-2

questions:

  1. in the code below, the 'this' pointer points to different things in base and derived classes, even though it technically contains the same address. why is that.
  2. what is happening when the 'this' pointer is used with inheritance. (any help would be appreciated. thanks.)
#include <iostream>
using namespace std;

// this pointer and inheritance.
class base {
public:
  int x;
  base() {
    x = 10;
  }
  void func() {
    cout<< this->x << endl; // 10
    cout<< this << endl;
  }
};
class derived : public base {
public:
  int x;
  derived() {
    x = 20;
  }
  void func() {
    cout<< this->x << endl; // 20
    cout<< this << endl;
    base::func();
  }
};

int main () {
  derived d;
  d.func();

  cout<< "execution complete.\n";
  return 0;
}

output:
20
0x61ff18
10
0x61ff18
execution complete.
mayank mahajan
  • 61
  • 1
  • 4
  • 1
    Related, if not a duplicate: https://stackoverflow.com/questions/44410120/warning-on-derived-class-member-shadowing-base-class-member – πάντα ῥεῖ May 18 '22 at 15:12
  • `derived` has 2 `x` here. – Jarod42 May 18 '22 at 15:13
  • 1. it points to the same thing, the instance `derived d;` in your `main`; then you see 10 and 20, because your `int x;` is shadowed in the derived class; 2. nothing special – pptaszni May 18 '22 at 15:15
  • `struct x {int y;}; x z;` // &z and &z.y are the same address but point to different things – user253751 May 18 '22 at 15:18
  • Both questions "How does the 'this' pointer work?" and "What is happening when the 'this' pointer is used?" are probably too broad for Stack Overflow.

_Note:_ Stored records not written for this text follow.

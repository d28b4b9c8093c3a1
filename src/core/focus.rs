//! The `.last` focus pointer.
//!
//! Focus is convenience, never magic: it only fills in a target id when the
//! caller omits one, and compatibility rules in the dispatcher decide whether
//! the stored id may be used for a given intent.

use crate::core::error::Result;
use crate::core::repo::write_atomic;
use serde::{Deserialize, Serialize};
use std::fs;
use std::path::{Path, PathBuf};

pub const FOCUS_FILE: &str = ".last";

#[derive(Debug, Clone, PartialEq, Default, Serialize, Deserialize)]
pub struct FocusPointer {
    #[serde(default)]
    pub task: String,
    #[serde(default)]
    pub domain: String,
}

/// File-backed focus store rooted at the tasks directory.
#[derive(Debug, Clone)]
pub struct FocusStore {
    path: PathBuf,
}

impl FocusStore {
    pub fn new(tasks_root: &Path) -> FocusStore {
        FocusStore {
            path: tasks_root.join(FOCUS_FILE),
        }
    }

    /// Read the pointer; a missing or unparseable file reads as no focus.
    pub fn get(&self) -> Option<FocusPointer> {
        let content = fs::read_to_string(&self.path).ok()?;
        let pointer: FocusPointer = serde_json::from_str(&content).ok()?;
        if pointer.task.trim().is_empty() {
            return None;
        }
        Some(pointer)
    }

    pub fn set(&self, task: &str, domain: &str) -> Result<()> {
        let pointer = FocusPointer {
            task: task.trim().to_string(),
            domain: domain.trim().to_string(),
        };
        let content = serde_json::to_string(&pointer)?;
        write_atomic(&self.path, content.as_bytes())
    }

    pub fn clear(&self) -> Result<bool> {
        if self.path.exists() {
            fs::remove_file(&self.path)?;
            return Ok(true);
        }
        Ok(false)
    }
}

#[cfg(test)]
mod tests {
    use super::*;
    use tempfile::tempdir;

    #[test]
    fn test_focus_roundtrip() {
        let tmp = tempdir().unwrap();
        let store = FocusStore::new(tmp.path());
        assert!(store.get().is_none());
        store.set("TASK-001", "backend").unwrap();
        let pointer = store.get().unwrap();
        assert_eq!(pointer.task, "TASK-001");
        assert_eq!(pointer.domain, "backend");
        assert!(store.clear().unwrap());
        assert!(store.get().is_none());
        assert!(!store.clear().unwrap());
    }

    #[test]
    fn test_corrupt_focus_reads_as_none() {
        let tmp = tempdir().unwrap();
        std::fs::write(tmp.path().join(FOCUS_FILE), "not json").unwrap();
        let store = FocusStore::new(tmp.path());
        assert!(store.get().is_none());
    }
}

It seems that your understanding is incomplete, and you are trying to ask us to explain aspects of C++ until your understanding feels sufficiently complete. I think what's needed is a more specific question. – Drew Dormann May 18 '22 at 15:31
  • In your code a `derived` IS - from a design perspective - a `base`, and that translates to meaning a `derived *` IS a `base *` (although the reverse is not true). Printing `this` as you are converts it to `void *`, which is the address in memory - and (in your case) that address is for the first byte in memory of your object. Since, in your example, the `this` pointers are both for the same object, printing them gives the same address. [A tougher thing to explain would be what happens if your derived class has multiple bases - in that case, what happens is compiler dependent]. – Peter May 18 '22 at 15:41
  • The real question is: How does `this` work with multiple inheritance? – Goswin von Brederlow May 18 '22 at 16:39

3 Answers3

2
  1. in the code below, the 'this' pointer points to different things in base and derived classes, even though it technically contains the same address. why is that.

Classes contain subobjects. They can be base-subobjects or non-static data members. The first sub-object can share the memory address of the encapsulating complete object:

|derived  |  < complete object
|base|x   |  < sub objects of derived
|x   |       < sub objects of base sub object

^
|
same address
  1. what is happening when the 'this' pointer is used with inheritance.

If you call a non-static member function of a class, this points to the instance argument within that function.

If you call a non-virtual non-static member function of a base of a derived object, this will point to the base sub object within that function.

If you call a virtual non-static member function of a class using unqualified lookup, it will call the most derived override of that function and this within that function will point to the object where that function is derived.

eerorika
  • 232,697
  • 12
  • 197
  • 326
2

Your class derived contains two integers. They have the names:

this->base::x

and

this->derived::x

What you seem to be discovering is that you can simply type this->x to refer to one of those integers.

The compiler will decide which x you are referring to by context. Inside the base class, you must mean this->base::x. Inside the derived class, it is assumed that you mean this->derived::x and you would need to explicitly write this->base::x to tell the compiler that you are referring to the int x; defined in base.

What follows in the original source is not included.